Emily Miller uncovers D.C. AG “dirty tricks” in withholding David Gregory docs

I wrote on Monday about the lawsuit filed by Judicial Watch on behalf of Legal Insurrection seeking documents withheld by the District of Columbia Office of Attorney General (OAG) and Metropolitan Police Department (MPD) regarding David Gregory’s clear violation of the D.C. gun laws, Legal Insurrection and Judicial Watch file suit to obtain David Gregory gun law violation documents.

My post and the announcement did not garner the attention it deserved, perhaps because the whole world was falling apart in D.C. that day, see Benghazi, IRS-Tea Party Scandal, and AP Phone Records.  Oh, and Gosnell.  (It’s never too late to tweet and Facebook share that original post or this one, hint, hint.)

But yesterday something else developed.  I received a call from Emily Miller at The Washington Times, who does great work on 2nd Amendment issues, to let me know that one of the key documents the OAG would not give me because it supposedly was protected by a Freedom of Information Act exemption already had been given to her by … wait for it … the OAG.

Miller calls it part of a pattern of “dirty tricks” by OAG and MPD she has experienced, and she writes about it today, MILLER: D.C. dirty tricks in Part II of unfolding David Gregory mystery-drama:

Officials in Washington, D.C. are using dirty tactics to hide the  investigation and decision not to prosecute David Gregory of NBC News for illegally possessing a “high-capacity”  magazine in the District of Columbia.As I wrote in February, my requests to the Metropolitan  Police Department (MPD) and the  Office of Attorney General (OAG) to turn over the documents in Mr.  Gregory’s case were ignored. I finally had to use a Freedom of Information  Act (FOIA) request, but the attorney general and police only turned over public  documents.So I wrote separate extensively-detailed FOIA request to the attorney  general, MPD and Mayor Vincent  Gray. The police and prosecutor responded with a large amount of documents —  75 percent of them were useless to me (every public email and news story) and  seemed to be an effort to bury me in paper. The rest was heavily redacted with  big black marks.On Monday, I got a press release from Judicial Watch announced it has filed a  FOIA lawsuit against MPD and OAG on  behalf of the Legal Insurrection blog. In reading through the documents that  were not turned over, I noticed that one that I had gotten — the Jan. 9 letter  from the NBC’s lawyer Lee Levine to D.C. Attorney General Irvin  Nathan.I called William A. Jacobson, the  lead author of the legal blog, to tell him I had that letter. “I am shocked that  the D.C. attorney general would withhold from us the letter from David  Gregory’s attorney using a claim of FOIA exemption, and force us to go to  court, when they already gave the letter to another person,” Mr.  Jacobson, a clinical professor at Cornell Law School, told me.

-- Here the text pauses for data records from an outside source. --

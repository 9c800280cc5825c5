use serde::{Deserialize, Serialize};

use super::score::ScoreBreakdown;

/// Immutable input to one generation run.
#[derive(Debug, Clone)]
pub struct GenerationTask {
    /// Scripture reference the sermon is about (e.g. "Jakobus 5:13-18")
    pub scripture_text: String,

    /// The scripture passage itself
    pub scripture_context: String,

    /// Full texts of reference sermons used as style examples
    pub reference_sermons: Vec<String>,

    /// Iteration budget for this run
    pub max_iterations: u32,

    /// Composite score at which the run terminates early
    pub target_score: f64,
}

/// One generation result within a run.
///
/// Immutable after creation; the best-scoring attempt across a run is
/// what the controller ultimately returns.
#[derive(Debug, Clone, Serialize, Deserialize)]
pub struct CandidateAttempt {
    /// Generated sermon text
    pub text: String,

    /// Full score breakdown
    pub score: ScoreBreakdown,

    /// 1-based iteration index within the run
    pub iteration: u32,

    /// Cumulative input tokens across the run up to and including this attempt
    pub input_tokens: u64,

    /// Cumulative output tokens across the run up to and including this attempt
    pub output_tokens: u64,

    /// The exact instruction prompt that produced this attempt
    pub system_prompt: String,

    /// Version of the stored prompt this attempt descended from
    /// (0 when the run started from the baseline asset)
    pub prompt_version: u32,
}

/// A retained (text, feedback, score) triple used to construct feedback
/// blocks for later iterations. Accumulated within one run, discarded at
/// run end.
#[derive(Debug, Clone)]
pub struct Solution {
    pub sermon: String,
    pub feedback: String,
    pub score: f64,
}
use crate::document::DocId;
use std::collections::HashMap;

/// Ranked search result
#[derive(Debug, Clone, PartialEq)]
pub struct ScoredDocument {
    pub doc_id: DocId,
    pub score: f64,
}

impl ScoredDocument {
    pub fn new(doc_id: DocId, score: f64) -> Self {
        Self { doc_id, score }
    }
}

/// Order a score map for presentation.
///
/// Score descending, doc id ascending on equal scores, so repeated reads of
/// an unchanged index produce identical output.
pub fn rank(scores: HashMap<DocId, f64>) -> Vec<ScoredDocument> {
    let mut ranked: Vec<ScoredDocument> = scores
        .into_iter()
        .map(|(doc_id, score)| ScoredDocument::new(doc_id, score))
        .collect();

    ranked.sort_by(|a, b| {
        b.score
            .partial_cmp(&a.score)
            .unwrap_or(std::cmp::Ordering::Equal)
            .then_with(|| a.doc_id.cmp(&b.doc_id))
    });

    ranked
}

#[cfg(test)]
mod tests {
    use super::*;

    #[test]
    fn test_rank_sorts_by_score_descending() {
        let scores = HashMap::from([(1, 0.2), (2, 0.9), (3, 0.5)]);
        let ranked = rank(scores);

        let ids: Vec<DocId> = ranked.iter().map(|s| s.doc_id).collect();
        assert_eq!(ids, vec![2, 3, 1]);
    }

    #[test]
    fn test_rank_breaks_ties_by_doc_id() {
        let scores = HashMap::from([(9, 0.5), (2, 0.5), (5, 0.5)]);
        let ranked = rank(scores);

        let ids: Vec<DocId> = ranked.iter().map(|s| s.doc_id).collect();
        assert_eq!(ids, vec![2, 5, 9]);
    }

    #[test]
    fn test_rank_empty() {
        assert!(rank(HashMap::new()).is_empty());
    }
}
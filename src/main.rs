use clap::Parser;
use textsift::{Result, SearchEngine, SearchHit};

// CLI Arguments
#[derive(Parser, Debug)]
#[command(author, version, about = "In-process text search demo", long_about = None)]
struct Args {
    /// Free-text query (any token may match)
    #[arg(short, long, default_value = "Hello world")]
    query: String,

    /// Phrase query (every token must occur in a matching document)
    #[arg(short, long, default_value = "search engine")]
    phrase: String,

    /// Prefix to expand into autocomplete suggestions
    #[arg(long, default_value = "sear")]
    prefix: String,

    /// Emit results as JSON instead of formatted text
    #[arg(long)]
    json: bool,
}

// Sample corpus
fn sample_engine() -> SearchEngine {
    let mut engine = SearchEngine::new();
    engine.add_document(1, "Hello world, this is a simple search engine.");
    engine.add_document(2, "Hello again, this search engine indexes documents.");
    engine.add_document(3, "The world is full of data, and this engine searches through it.");
    engine
}

fn print_hits(label: &str, input: &str, hits: &[SearchHit]) {
    if hits.is_empty() {
        println!("No results found for \"{}\".", input);
        return;
    }

    println!("{} results for \"{}\":", label, input);
    for hit in hits {
        println!("  Document {} (score: {:.4}): {}", hit.doc_id, hit.score, hit.text);
    }
}

fn main() -> Result<()> {
    tracing_subscriber::fmt()
        .with_env_filter(tracing_subscriber::EnvFilter::from_default_env())
        .init();

    let args = Args::parse();
    let engine = sample_engine();

    let hits = engine.search(&args.query);
    let phrase_hits = engine.search_phrase(&args.phrase);
    let suggestions = engine.autocomplete(&args.prefix);

    if args.json {
        let out = serde_json::json!({
            "query": { "input": args.query, "hits": hits },
            "phrase": { "input": args.phrase, "hits": phrase_hits },
            "autocomplete": { "input": args.prefix, "suggestions": suggestions },
        });
        println!("{}", serde_json::to_string_pretty(&out)?);
        return Ok(());
    }

    print_hits("Search", &args.query, &hits);
    println!();
    print_hits("Phrase", &args.phrase, &phrase_hits);
    println!();

    if suggestions.is_empty() {
        println!("No autocomplete suggestions for \"{}\".", args.prefix);
    } else {
        println!("Autocomplete suggestions for \"{}\":", args.prefix);
        for word in &suggestions {
            println!("  {}", word);
        }
    }

    let stats = engine.stats();
    println!();
    println!(
        "Indexed {} documents, {} distinct terms, {} words in the prefix tree",
        stats.documents, stats.distinct_terms, stats.indexed_words
    );

    Ok(())
}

Miller has more details in her post.

What are they hiding? Why the games?

None of this surprised me.  So much about how the David Gregory case was handled has been cloaked in secrecy.

While an inadvertent violation of the D.C. gun laws will get you written up on charges and prosecuted vigorously if you are a regular citizen, Gregory and others at NBC News were let off the hook even though they explicitly and specifically were told by MPD via email not to use the ammunition magazine on the show because it was illegal.

This never has been about a desire to see David Gregory prosecuted, it’s about OAG’s failure to apply the law equally depending on the social status of the person.

I’m fortunate to have Judicial Watch on my side, whose President is quoted by Miller in her story:

Judicial Watch President Tom Fitton is determined to use the lawsuit to shine a  light into this black hole, saying, “We want the complete record of this  controversial decision not to prosecute Gregory or NBC News, and one of the key documents is the affidavit [prepared by police to support a Warrant for Gregory].”